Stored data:

┌──

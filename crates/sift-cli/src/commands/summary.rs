//! Spending summary command

use anyhow::{Context, Result};
use chrono::{NaiveDate, Utc};
use sift_core::models::{format_cents, month_start};
use sift_core::Database;

use super::truncate;

pub fn cmd_summary(db: &Database, since: Option<&str>) -> Result<()> {
    let since = match since {
        Some(s) => NaiveDate::parse_from_str(s, "%Y-%m-%d")
            .with_context(|| format!("Invalid date '{}', expected YYYY-MM-DD", s))?,
        None => month_start(Utc::now().date_naive()),
    };

    let summary = db.spending_summary(since)?;

    println!();
    println!("📊 Spending since {}", summary.since);
    println!("   ─────────────────────────────────────────────────────────────");
    println!("   Income:   {:>12}", format_cents(summary.income_cents));
    println!("   Expenses: {:>12}", format_cents(summary.expense_cents));

    if summary.categories.is_empty() {
        println!();
        println!("   No spending in this period.");
        return Ok(());
    }

    println!();
    for c in &summary.categories {
        let share = if summary.expense_cents > 0 {
            c.spend_cents as f64 / summary.expense_cents as f64 * 100.0
        } else {
            0.0
        };
        println!(
            "   {:24} {:>12} {:>5.1}%  ({} txns)",
            truncate(&c.category, 24),
            format_cents(c.spend_cents),
            share,
            c.transaction_count
        );
    }

    Ok(())
}
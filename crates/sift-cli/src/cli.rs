//! CLI argument definitions using clap
//!
//! This module contains all the clap structs and enums for parsing CLI arguments.
//! The actual command implementations are in the `commands` module.

use std::path::PathBuf;

use clap::{Parser, Subcommand};

/// Sift - Import card statements and categorize spending
#[derive(Parser)]
#[command(name = "sift")]
#[command(about = "Card statement ledger with deterministic categorization", long_about = None)]
#[command(version)]
pub struct Cli {
    /// Database path
    #[arg(long, default_value = "sift.db", global = true)]
    pub db: PathBuf,

    /// Enable verbose logging
    #[arg(short, long, global = true)]
    pub verbose: bool,

    /// Disable database encryption (not recommended for production)
    ///
    /// By default, the database is encrypted using SQLCipher.
    /// Set SIFT_DB_KEY environment variable with your passphrase.
    /// Use --no-encrypt only for development or testing.
    #[arg(long, global = true)]
    pub no_encrypt: bool,

    /// Config file (defaults to $SIFT_CONFIG, then ~/.config/sift/config.toml)
    #[arg(long, global = true)]
    pub config: Option<PathBuf>,

    #[command(subcommand)]
    pub command: Commands,
}

#[derive(Subcommand)]
pub enum Commands {
    /// Initialize the database
    Init,

    /// Import a card statement CSV
    Import {
        /// CSV file to import
        #[arg(short, long)]
        file: PathBuf,
    },

    /// Browse the ledger
    Transactions {
        #[command(subcommand)]
        action: Option<TransactionsAction>,
    },

    /// Edit a transaction's category, merchant, or notes
    ///
    /// Setting a category records a merchant override, so future
    /// transactions from the same merchant get the same suggestion.
    Edit {
        /// Transaction ID
        id: i64,

        /// Normalized category
        #[arg(short, long)]
        category: Option<String>,

        /// Normalized merchant name (defaults to the current merchant)
        #[arg(short, long)]
        merchant: Option<String>,

        /// Free-form notes
        #[arg(short, long)]
        notes: Option<String>,
    },

    /// Show the deterministic category suggestion for a transaction
    Suggest {
        /// Transaction ID
        id: i64,
    },

    /// Ask the assistive classifier for a category (never saved)
    Assist {
        /// Transaction ID
        id: i64,
    },

    /// Manage category rules
    Rules {
        #[command(subcommand)]
        action: Option<RulesAction>,
    },

    /// List learned merchant overrides
    Overrides,

    /// Income, expenses and spend by category
    Summary {
        /// Start date (YYYY-MM-DD), defaults to the first of this month
        #[arg(long)]
        since: Option<String>,
    },

    /// List import batches
    Imports {
        /// Number of batches to show
        #[arg(short, long, default_value = "20")]
        limit: i64,
    },

    /// Start the web server
    Serve {
        /// Port to listen on
        #[arg(short, long, default_value = "3000")]
        port: u16,

        /// Host to bind to
        #[arg(long, default_value = "127.0.0.1")]
        host: String,
    },
}

#[derive(Subcommand)]
pub enum TransactionsAction {
    /// List recent transactions
    List {
        /// Number of transactions to show
        #[arg(short, long, default_value = "20")]
        limit: i64,

        /// Number of transactions to skip
        #[arg(long, default_value = "0")]
        offset: i64,
    },

    /// Show one transaction in full
    Show {
        /// Transaction ID
        id: i64,
    },
}

#[derive(Subcommand)]
pub enum RulesAction {
    /// List rules in evaluation order
    List,

    /// Append a rule: text containing PATTERN gets CATEGORY
    Add {
        /// Substring to look for (case-insensitive)
        pattern: String,
        /// Category to suggest
        category: String,
    },

    /// Enable a rule
    Enable {
        /// Rule ID
        id: i64,
    },

    /// Disable a rule without deleting it
    Disable {
        /// Rule ID
        id: i64,
    },

    /// Move a rule to a position in the evaluation order (0 = first)
    Move {
        /// Rule ID
        id: i64,
        /// Zero-based position
        position: usize,
    },

    /// Delete a rule
    Delete {
        /// Rule ID
        id: i64,
    },

    /// Show which rule would categorize some text
    Test {
        /// Merchant name or description to test
        text: String,
    },
}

└──

**What to work on**
Transcribe each entry word for word.

**Answer**
filename crates/sift-cli/src/commands/summary.rs
//! Spending summary command

use anyhow::{Context, Result};
use chrono::{NaiveDate, Utc};
use sift_core::models::{format_cents, month_start};
use sift_core::Database;

use super::truncate;

pub fn cmd_summary(db: &Database, since: Option<&str>) -> Result<()> {
    let since = match since {
        Some(s) => NaiveDate::parse_from_str(s, "%Y-%m-%d")
            .with_context(|| format!("Invalid date '{}', expected YYYY-MM-DD", s))?,
        None => month_start(Utc::now().date_naive()),
    };

    let summary = db.spending_summary(since)?;

    println!();
    println!("📊 Spending since {}", summary.since);
    println!("   ─────────────────────────────────────────────────────────────");
    println!("   Income:   {:>12}", format_cents(summary.income_cents));
    println!("   Expenses: {:>12}", format_cents(summary.expense_cents));

    if summary.categories.is_empty() {
        println!();
        println!("   No spending in this period.");
        return Ok(());
    }

    println!();
    for c in &summary.categories {
        let share = if summary.expense_cents > 0 {
            c.spend_cents as f64 / summary.expense_cents as f64 * 100.0
        } else {
            0.0
        };
        println!(
            "   {:24} {:>12} {:>5.1}%  ({} txns)",
            truncate(&c.category, 24),
            format_cents(c.spend_cents),
            share,
            c.transaction_count
        );
    }

    Ok(())
}
filename crates/sift-cli/src/cli.rs
//! CLI argument definitions using clap
//!
//! This module contains all the clap structs and enums for parsing CLI arguments.
//! The actual command implementations are in the `commands` module.

use std::path::PathBuf;

use clap::{Parser, Subcommand};

/// Sift - Import card statements and categorize spending
#[derive(Parser)]
#[command(name = "sift")]
#[command(about = "Card statement ledger with deterministic categorization", long_about = None)]
#[command(version)]
pub struct Cli {
    /// Database path
    #[arg(long, default_value = "sift.db", global = true)]
    pub db: PathBuf,

    /// Enable verbose logging
    #[arg(short, long, global = true)]
    pub verbose: bool,

    /// Disable database encryption (not recommended for production)
    ///
    /// By default, the database is encrypted using SQLCipher.
    /// Set SIFT_DB_KEY environment variable with your passphrase.
    /// Use --no-encrypt only for development or testing.
    #[arg(long, global = true)]
    pub no_encrypt: bool,

    /// Config file (defaults to $SIFT_CONFIG, then ~/.config/sift/config.toml)
    #[arg(long, global = true)]
    pub config: Option<PathBuf>,

    #[command(subcommand)]
    pub command: Commands,
}

#[derive(Subcommand)]
pub enum Commands {
    /// Initialize the database
    Init,

    /// Import a card statement CSV
    Import {
        /// CSV file to import
        #[arg(short, long)]
        file: PathBuf,
    },

    /// Browse the ledger
    Transactions {
        #[command(subcommand)]
        action: Option<TransactionsAction>,
    },

    /// Edit a transaction's category, merchant, or notes
    ///
    /// Setting a category records a merchant override, so future
    /// transactions from the same merchant get the same suggestion.
    Edit {
        /// Transaction ID
        id: i64,

        /// Normalized category
        #[arg(short, long)]
        category: Option<String>,

        /// Normalized merchant name (defaults to the current merchant)
        #[arg(short, long)]
        merchant: Option<String>,

        /// Free-form notes
        #[arg(short, long)]
        notes: Option<String>,
    },

    /// Show the deterministic category suggestion for a transaction
    Suggest {
        /// Transaction ID
        id: i64,
    },

    /// Ask the assistive classifier for a category (never saved)
    Assist {
        /// Transaction ID
        id: i64,
    },

    /// Manage category rules
    Rules {
        #[command(subcommand)]
        action: Option<RulesAction>,
    },

    /// List learned merchant overrides
    Overrides,

    /// Income, expenses and spend by category
    Summary {
        /// Start date (YYYY-MM-DD), defaults to the first of this month
        #[arg(long)]
        since: Option<String>,
    },

    /// List import batches
    Imports {
        /// Number of batches to show
        #[arg(short, long, default_value = "20")]
        limit: i64,
    },

    /// Start the web server
    Serve {
        /// Port to listen on
        #[arg(short, long, default_value = "3000")]
        port: u16,

        /// Host to bind to
        #[arg(long, default_value = "127.0.0.1")]
        host: String,
    },
}

#[derive(Subcommand)]
pub enum TransactionsAction {
    /// List recent transactions
    List {
        /// Number of transactions to show
        #[arg(short, long, default_value = "20")]
        limit: i64,

        /// Number of transactions to skip
        #[arg(long, default_value = "0")]
        offset: i64,
    },

    /// Show one transaction in full
    Show {
        /// Transaction ID
        id: i64,
    },
}

#[derive(Subcommand)]
pub enum RulesAction {
    /// List rules in evaluation order
    List,

    /// Append a rule: text containing PATTERN gets CATEGORY
    Add {
        /// Substring to look for (case-insensitive)
        pattern: String,
        /// Category to suggest
        category: String,
    },

    /// Enable a rule
    Enable {
        /// Rule ID
        id: i64,
    },

    /// Disable a rule without deleting it
    Disable {
        /// Rule ID
        id: i64,
    },

    /// Move a rule to a position in the evaluation order (0 = first)
    Move {
        /// Rule ID
        id: i64,
        /// Zero-based position
        position: usize,
    },

    /// Delete a rule
    Delete {
        /// Rule ID
        id: i64,
    },

    /// Show which rule would categorize some text
    Test {
        /// Merchant name or description to test
        text: String,
    },
}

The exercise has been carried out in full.